«Борис, я тебя заспала, засыпала – печной золой зим и морским (Муриным) песком лет. Только сейчас, когда только еще вот-вот заболит! – понимаю, насколько я тебя (себя) забыла. Ты во мне погребен – как рейнское сокровище – до поры»
(ЦП, 515).В этих до предела сжатых фразах – и понимание несбыточности мечты, и ощущение того, что что-то важное в их отношениях потеряно навсегда, и отчаянная, наперекор всему, надежда на чудо, которое все-таки произойдет…
Как всегда, Цветаева зорко следит за композицией писем, обещая в следующем написать «о всем, что еще
есть» (ЦП, 515). Это же она полностью посвящает их чувствам, впуская в него только Рильке. Вспоминая потрясение и творческий порыв, вызванные его смертью, Марина Ивановна утверждает: «Если я умру, не встретив с тобой такого, – моя судьба не сбылась, я не сбылась, потому что ты моя последняя надежда на всю меня, ту́ меня, которая есть и которой без тебя не быть» (ЦП, 515).А для Пастернака новый год начался очередным разочарованием. Из писем подруги он узнал, что вернувшаяся в Россию В. А. Завадская[47]
должна привезти последние работы Цветаевой – статьи о письмах Рильке и о творчестве художницы Н. Гончаровой. Но та, видимо, предупрежденная о советских порядках, не взяла их с собой.«На нее нельзя сердиться, –
уговаривает он Марину Ивановну, а заодно и себя. – Но половина установлений, имеющих силу в любом государстве в какое угодно время, исходят от передового населенья, от того, как себя люди ведут. И в тех случаях, когда я сознаю совершенную чистоту и невинность того, что я делаю, мне и в голову не может прийти, каким ложным истолкованьям может подвергнуться или даже принято подвергать эти вещи» (ЦП, 516—517).Возможно, случай с Завадской, которая не только не повезла книги, но и отказалась от переписки с заграницей (ЦП, 521), напомнил Борису Леонидовичу о моральной значимости каждого поступка и укрепил его решимость идти против течения, повинуясь лишь собственным нравственным постулатам. Его письмо от 19 января, как и прежде, написано свободно, без оглядки на цензуру. Впрочем, за исключением фрагмента о Завадской, письмо получилось на редкость безобидным. Видимо, отвечая на «спокойные описания»

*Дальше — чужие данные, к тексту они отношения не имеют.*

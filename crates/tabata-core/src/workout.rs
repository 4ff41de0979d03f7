//! Workout definition and the phase projection function.
//!
//! A workout is `total_sets` sets; each set is one low-intensity phase
//! followed by one high-intensity phase of equal duration (or the reverse,
//! depending on the starting intensity). Everything the display or the cue
//! layer needs is derived by [`project`], a closed-form function of elapsed
//! active time. Nothing here is incremental: the same `(config, elapsed)`
//! always yields the same state, no matter how many ticks were missed in
//! between.

use serde::{Deserialize, Serialize};

use crate::error::ValidationError;

/// Phase intensity.
#[derive(Debug, Clone, Copy, PartialEq, Eq, Serialize, Deserialize)]
#[serde(rename_all = "lowercase")]
pub enum Intensity {
    Low,
    High,
}

impl Intensity {
    pub fn opposite(self) -> Self {
        match self {
            Intensity::Low => Intensity::High,
            Intensity::High => Intensity::Low,
        }
    }

    pub fn label(self) -> &'static str {
        match self {
            Intensity::Low => "low",
            Intensity::High => "high",
        }
    }
}

/// Immutable workout definition.
///
/// Validated once at construction; a `WorkoutConfig` in the engine is
/// always well-formed.
#[derive(Debug, Clone, Copy, PartialEq, Eq, Serialize, Deserialize)]
pub struct WorkoutConfig {
    /// Duration of a single phase in seconds.
    pub phase_duration_secs: u64,
    /// Number of sets (one low + one high phase each).
    pub total_sets: u32,
    /// Intensity of the first phase of every set.
    pub start_intensity: Intensity,
}

impl WorkoutConfig {
    pub fn new(
        phase_duration_secs: u64,
        total_sets: u32,
        start_intensity: Intensity,
    ) -> Result<Self, ValidationError> {
        if phase_duration_secs == 0 {
            return Err(ValidationError::InvalidValue {
                field: "phase_duration_secs".to_string(),
                message: "phase duration must be greater than zero".to_string(),
            });
        }
        if total_sets == 0 {
            return Err(ValidationError::InvalidValue {
                field: "total_sets".to_string(),
                message: "a workout needs at least one set".to_string(),
            });
        }
        Ok(Self {
            phase_duration_secs,
            total_sets,
            start_intensity,
        })
    }

    /// Phase duration in milliseconds.
    ///
    /// Uses saturating arithmetic to prevent overflow with large values.
    pub fn phase_duration_ms(&self) -> u64 {
        self.phase_duration_secs.saturating_mul(1000)
    }

    /// Total number of phases across the workout (two per set).
    pub fn total_phases(&self) -> u64 {
        (self.total_sets as u64).saturating_mul(2)
    }

    /// Full workout length in milliseconds.
    pub fn total_duration_ms(&self) -> u64 {
        self.phase_duration_ms().saturating_mul(self.total_phases())
    }

    /// Intensity of the phase at `phase_index`, derived from parity.
    pub fn intensity_at(&self, phase_index: u64) -> Intensity {
        if phase_index % 2 == 0 {
            self.start_intensity
        } else {
            self.start_intensity.opposite()
        }
    }
}

/// Canonical workout state, derived from elapsed active time.
///
/// Never stored authoritatively -- always recomputed through [`project`].
#[derive(Debug, Clone, Copy, PartialEq, Eq, Serialize, Deserialize)]
pub struct WorkoutState {
    /// 1-based set number, clamped to `total_sets` once completed.
    pub set_index: u32,
    pub total_sets: u32,
    pub intensity: Intensity,
    /// 0-based phase index, clamped to `2 * total_sets`.
    pub phase_index: u64,
    pub phase_elapsed_ms: u64,
    pub phase_remaining_ms: u64,
    pub completed: bool,
}

impl WorkoutState {
    /// Remaining whole seconds in the current phase, rounded up.
    ///
    /// This is the display value: a running phase counts D..1 and only
    /// shows 0 at the boundary itself.
    pub fn phase_remaining_secs(&self) -> u64 {
        self.phase_remaining_ms.div_ceil(1000)
    }
}

/// Project elapsed active time onto canonical workout state.
///
/// Pure, total (defined for every `elapsed_ms`), and O(1). The closed form
/// replaces phase-by-phase catch-up loops: state cannot desync from elapsed
/// time because it is never anything but a function of it.
pub fn project(config: &WorkoutConfig, elapsed_ms: u64) -> WorkoutState {
    let d = config.phase_duration_ms();
    let max_phases = config.total_phases();
    let phase_index = (elapsed_ms / d).min(max_phases);

    if phase_index >= max_phases {
        return WorkoutState {
            set_index: config.total_sets,
            total_sets: config.total_sets,
            intensity: config.intensity_at(max_phases.saturating_sub(1)),
            phase_index: max_phases,
            phase_elapsed_ms: d,
            phase_remaining_ms: 0,
            completed: true,
        };
    }

    let phase_elapsed_ms = elapsed_ms - phase_index * d;
    WorkoutState {
        set_index: (phase_index / 2) as u32 + 1,
        total_sets: config.total_sets,
        intensity: config.intensity_at(phase_index),
        phase_index,
        phase_elapsed_ms,
        phase_remaining_ms: d - phase_elapsed_ms,
        completed: false,
    }
}
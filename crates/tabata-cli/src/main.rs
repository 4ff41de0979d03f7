use clap::{Parser, Subcommand};

mod commands;

#[derive(Parser)]
#[command(name = "tabata", version, about = "Interval workout timer")]
struct Cli {
    #[command(subcommand)]
    command: Commands,
}

#[derive(Subcommand)]
enum Commands {
    /// Timer control
    Timer {
        #[command(subcommand)]
        action: commands::timer::TimerAction,
    },
    /// Configuration management
    Config {
        #[command(subcommand)]
        action: commands::config::ConfigAction,
    },
}

fn main() {
    tracing_subscriber::fmt()
        .with_env_filter(tracing_subscriber::EnvFilter::from_default_env())
        .with_writer(std::io::stderr)
        .init();

    let cli = Cli::parse();
    let result = match cli.command {
        Commands::Timer { action } => commands::timer::run(action),
        Commands::Config { action } => commands::config::run(action),
    };

    if let Err(e) = result {
        eprintln!("error: {e}");
        std::process::exit(1);
    }
}
// Copyright 2026 The rfbsession Authors
//
// Licensed under the Apache License, Version 2.0 (the "License");
// you may not use this file except in compliance with the License.
// You may obtain a copy of the License at
//
//     http://www.apache.org/licenses/LICENSE-2.0
//
// Unless required by applicable law or agreed to in writing, software
// distributed under the License is distributed on an "AS IS" BASIS,
// WITHOUT WARRANTIES OR CONDITIONS OF ANY KIND, either express or implied.
// See the License for the specific language governing permissions and
// limitations under the License.

//! VNC challenge/response authentication pieces.
//!
//! The session only transports the 16-byte challenge and response; the
//! accept/reject decision belongs to the embedder. This module supplies
//! the two halves most embedders want ready-made: a random challenge
//! source and the classic DES verification (RFC 6143 Section 7.2.2, with
//! the VNC bit-reversed key quirk).
//!
//! VNC Authentication is a legacy scheme; use it on trusted networks or
//! under an encrypted tunnel.

use des::cipher::{BlockEncrypt, KeyInit};
use des::Des;
use rand::Rng;

/// Source of the 16-byte challenge sent during security negotiation.
///
/// The provider can be swapped per session, but only before security
/// negotiation completes.
pub trait PasswordChallenge: Send + Sync {
    /// Produces a fresh 16-byte challenge.
    fn generate_challenge(&self) -> [u8; 16];
}

/// Default challenge provider: 16 random bytes per handshake.
#[derive(Debug, Default)]
pub struct RandomChallenge;

impl PasswordChallenge for RandomChallenge {
    fn generate_challenge(&self) -> [u8; 16] {
        let mut rng = rand::rng();
        let mut challenge = [0u8; 16];
        rng.fill(&mut challenge);
        challenge
    }
}

/// Verifies VNC challenge responses against a known password.
///
/// The client encrypts the challenge with DES using the password as key,
/// each key byte bit-reversed; the verifier re-encrypts the challenge the
/// same way and compares.
pub struct VncPasswordVerifier {
    password: String,
}

impl VncPasswordVerifier {
    /// Creates a verifier for the given password.
    pub fn new(password: impl Into<String>) -> Self {
        Self {
            password: password.into(),
        }
    }

    /// Checks a client's 16-byte response against the challenge it was
    /// derived from.
    #[must_use]
    pub fn verify_response(&self, challenge: &[u8; 16], response: &[u8]) -> bool {
        response == self.encrypt_challenge(challenge)
    }

    /// Encrypts the challenge as two 8-byte DES ECB blocks under the
    /// bit-reversed password key.
    fn encrypt_challenge(&self, challenge: &[u8; 16]) -> [u8; 16] {
        // Password key: up to 8 bytes, zero padded, bits reversed.
        let mut key = [0u8; 8];
        for (slot, &byte) in key.iter_mut().zip(self.password.as_bytes().iter().take(8)) {
            *slot = reverse_bits(byte);
        }

        let cipher = Des::new_from_slice(&key).expect("8-byte key");

        let mut encrypted = [0u8; 16];
        for (chunk, out) in challenge.chunks_exact(8).zip(encrypted.chunks_exact_mut(8)) {
            let mut block = [0u8; 8];
            block.copy_from_slice(chunk);
            let mut block = block.into();
            cipher.encrypt_block(&mut block);
            out.copy_from_slice(&block);
        }
        encrypted
    }
}

/// Reverses the bits within a byte, the historical quirk of VNC's DES
/// key schedule.
fn reverse_bits(byte: u8) -> u8 {
    let mut result = 0u8;
    for i in 0..8 {
        if byte & (1 << i) != 0 {
            result |= 1 << (7 - i);
        }
    }
    result
}
// Copyright 2026 The rfbsession Authors
//
// Licensed under the Apache License, Version 2.0 (the "License");
// you may not use this file except in compliance with the License.
// You may obtain a copy of the License at
//
//     http://www.apache.org/licenses/LICENSE-2.0
//
// Unless required by applicable law or agreed to in writing, software
// distributed under the License is distributed on an "AS IS" BASIS,
// WITHOUT WARRANTIES OR CONDITIONS OF ANY KIND, either express or implied.
// See the License for the specific language governing permissions and
// limitations under the License.

//! Pixel translation between server and client formats.
//!
//! Raw encoding sends pixel bytes in whatever format the client last
//! negotiated, so every outbound rectangle passes through [`copy_rect`]:
//! a row-by-row memory copy when the two formats match, otherwise a
//! per-pixel decode through the source channel maxes/shifts and re-encode
//! into the destination layout.

use crate::error::{Result, SessionError};
use crate::protocol::{PixelFormat, Rect};

/// Copies `region` out of a source pixel buffer into the origin of a
/// destination buffer, converting the pixel format if needed.
///
/// `src` is `src_width` pixels wide with rows `src_stride` bytes apart;
/// the destination receives `region.width` pixels per row, rows
/// `dst_stride` bytes apart, starting at offset 0. Endianness of each
/// pixel word follows each format's flag.
///
/// # Errors
///
/// Fails with [`SessionError::InvalidArgument`] when the region falls
/// outside the source, either buffer is too small, or a format has an
/// unsupported storage width.
#[allow(clippy::too_many_arguments)] // mirrors the raw copy contract: full source and destination geometry
pub fn copy_rect(
    src: &[u8],
    src_width: u16,
    src_stride: usize,
    src_format: &PixelFormat,
    region: &Rect,
    dst: &mut [u8],
    dst_width: u16,
    dst_stride: usize,
    dst_format: &PixelFormat,
) -> Result<()> {
    if !src_format.is_valid() || !dst_format.is_valid() {
        return Err(SessionError::InvalidArgument(
            "unsupported pixel format".to_string(),
        ));
    }
    if region.is_empty() {
        return Ok(());
    }
    if region.right() > u32::from(src_width) || region.width > dst_width {
        return Err(SessionError::InvalidArgument(format!(
            "region {region:?} does not fit source width {src_width} / destination width {dst_width}"
        )));
    }

    let src_bpp = src_format.bytes_per_pixel();
    let dst_bpp = dst_format.bytes_per_pixel();
    let width = usize::from(region.width);
    let height = usize::from(region.height);

    let src_last_row = (usize::from(region.y) + height - 1) * src_stride;
    let src_end = src_last_row + (usize::from(region.x) + width) * src_bpp;
    if src_end > src.len() {
        return Err(SessionError::InvalidArgument(format!(
            "region {region:?} extends past the source buffer ({} > {})",
            src_end,
            src.len()
        )));
    }
    let dst_end = (height - 1) * dst_stride + width * dst_bpp;
    if dst_end > dst.len() {
        return Err(SessionError::InvalidArgument(format!(
            "destination buffer too small ({} < {})",
            dst.len(),
            dst_end
        )));
    }

    if src_format == dst_format {
        for row in 0..height {
            let src_off = (usize::from(region.y) + row) * src_stride + usize::from(region.x) * src_bpp;
            let dst_off = row * dst_stride;
            dst[dst_off..dst_off + width * src_bpp]
                .copy_from_slice(&src[src_off..src_off + width * src_bpp]);
        }
        return Ok(());
    }

    for row in 0..height {
        let src_off = (usize::from(region.y) + row) * src_stride + usize::from(region.x) * src_bpp;
        let dst_off = row * dst_stride;
        for col in 0..width {
            let value = read_pixel(&src[src_off + col * src_bpp..], src_bpp, src_format.big_endian);

            let r = (value >> src_format.red_shift) & u32::from(src_format.red_max);
            let g = (value >> src_format.green_shift) & u32::from(src_format.green_max);
            let b = (value >> src_format.blue_shift) & u32::from(src_format.blue_max);

            let r = r * u32::from(dst_format.red_max) / u32::from(src_format.red_max);
            let g = g * u32::from(dst_format.green_max) / u32::from(src_format.green_max);
            let b = b * u32::from(dst_format.blue_max) / u32::from(src_format.blue_max);

            let out =
                (r << dst_format.red_shift) | (g << dst_format.green_shift) | (b << dst_format.blue_shift);
            write_pixel(
                &mut dst[dst_off + col * dst_bpp..],
                dst_bpp,
                dst_format.big_endian,
                out,
            );
        }
    }
    Ok(())
}

fn read_pixel(bytes: &[u8], bpp: usize, big_endian: bool) -> u32 {
    match (bpp, big_endian) {
        (1, _) => u32::from(bytes[0]),
        (2, true) => u32::from(u16::from_be_bytes([bytes[0], bytes[1]])),
        (2, false) => u32::from(u16::from_le_bytes([bytes[0], bytes[1]])),
        (4, true) => u32::from_be_bytes([bytes[0], bytes[1], bytes[2], bytes[3]]),
        (4, false) => u32::from_le_bytes([bytes[0], bytes[1], bytes[2], bytes[3]]),
        _ => unreachable!("storage width validated by is_valid"),
    }
}

#[allow(clippy::cast_possible_truncation)] // narrowing to the format's storage width is the encoding
fn write_pixel(bytes: &mut [u8], bpp: usize, big_endian: bool, value: u32) {
    match (bpp, big_endian) {
        (1, _) => bytes[0] = value as u8,
        (2, true) => bytes[..2].copy_from_slice(&(value as u16).to_be_bytes()),
        (2, false) => bytes[..2].copy_from_slice(&(value as u16).to_le_bytes()),
        (4, true) => bytes[..4].copy_from_slice(&value.to_be_bytes()),
        (4, false) => bytes[..4].copy_from_slice(&value.to_le_bytes()),
        _ => unreachable!("storage width validated by is_valid"),
    }
}
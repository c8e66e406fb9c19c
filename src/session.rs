// Copyright 2026 The rfbsession Authors
//
// Licensed under the Apache License, Version 2.0 (the "License");
// you may not use this file except in compliance with the License.
// You may obtain a copy of the License at
//
//     http://www.apache.org/licenses/LICENSE-2.0
//
// Unless required by applicable law or agreed to in writing, software
// distributed under the License is distributed on an "AS IS" BASIS,
// WITHOUT WARRANTIES OR CONDITIONS OF ANY KIND, either express or implied.
// See the License for the specific language governing permissions and
// limitations under the License.

//! The VNC session engine.
//!
//! A [`VncSession`] owns one client connection over an embedder-provided
//! byte stream: it conducts the RFB 3.8 handshake, dispatches client
//! messages on a reader task, and assembles framebuffer-update replies on
//! a rate-capped scheduler task.
//!
//! # Protocol Flow
//!
//! 1. **Handshake**: version banner exchange, security negotiation,
//!    desktop initialization (`ServerInit`).
//! 2. **Message loop**: `SetPixelFormat`, `SetEncodings`,
//!    `FramebufferUpdateRequest`, key/pointer/clipboard events.
//! 3. **Updates**: each pending request is answered from the pixel
//!    source through the shadow-cache diff, as Raw/CopyRect rectangles
//!    plus a desktop-size pseudo rectangle when the geometry changed.
//!
//! Two locks order all shared state: the update lock (pending request,
//! rectangle batch, shadow cache binding, client format and geometry)
//! and the stream write lock (held across each whole outbound message).
//! The update lock is always taken before the write lock.

use std::sync::atomic::{AtomicBool, AtomicU64, Ordering};
use std::sync::Arc;
use std::sync::Mutex as StdMutex;

use bytes::{BufMut, BytesMut};
use log::{debug, error, info, warn};
use tokio::io::{AsyncRead, AsyncWrite};
use tokio::sync::{watch, Mutex, MutexGuard};
use tokio::task::JoinHandle;

use crate::auth::{PasswordChallenge, RandomChallenge};
use crate::cache::FramebufferCache;
use crate::error::{Result, SessionError};
use crate::framebuffer::{Framebuffer, FramebufferSource};
use crate::handler::SessionHandler;
use crate::protocol::{
    PixelFormat, Rect, ServerInit, CLIENT_MSG_CLIENT_CUT_TEXT, CLIENT_MSG_FRAMEBUFFER_UPDATE_REQUEST,
    CLIENT_MSG_KEY_EVENT, CLIENT_MSG_POINTER_EVENT, CLIENT_MSG_SET_ENCODINGS,
    CLIENT_MSG_SET_PIXEL_FORMAT, ENCODING_COPYRECT, ENCODING_DESKTOP_SIZE, ENCODING_RAW,
    MAX_CUT_TEXT, MAX_ENCODING_COUNT, MAX_RECTS_PER_MESSAGE, SECURITY_RESULT_FAILED,
    SECURITY_RESULT_OK, SECURITY_TYPE_NONE, SECURITY_TYPE_VNC_AUTH, SERVER_MSG_BELL,
    SERVER_MSG_FRAMEBUFFER_UPDATE, SERVER_MSG_SERVER_CUT_TEXT,
};
use crate::scheduler::UpdateScheduler;
use crate::wire::{RfbInStream, RfbOutStream};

(ЦП, 517) Цветаевой, Пастернак решил просто рассказать ей о впечатлениях начала года: о радости от письма С. Я. Эфрона и своей любви к нему, о французском духе, который царил на встрече со знакомыми у Завадской, о новогоднем подарке – книге с дарственной надписью – от Ромена Роллана. Впрочем, тут же он дает волю самокритике и бранит Марину Ивановну за то, что та дала сыну его детскую книжку «Зверинец», написанную в 1925 году.А на следующий день он отвечает большим дружеским посланием на поздравление Сергея Яковлевича – и уже во второй раз за время переписки письмо к нему оказывается глубже написанных в это же время писем Цветаевой. Именно ему он раскрывает драматичные обстоятельства своей духовной жизни.
«Мне становится все трудней год от года, –
признается Пастернак. – Никто кроме меня в этом не виноват. <…> Начиная с „Девятьсот пятого“ я пишу не от себя, а все для кого-то. Между тем ответа я от этого местоименья не получаю и с тем, что до меня доходит, жизни завести не могу» (ЦП, 521).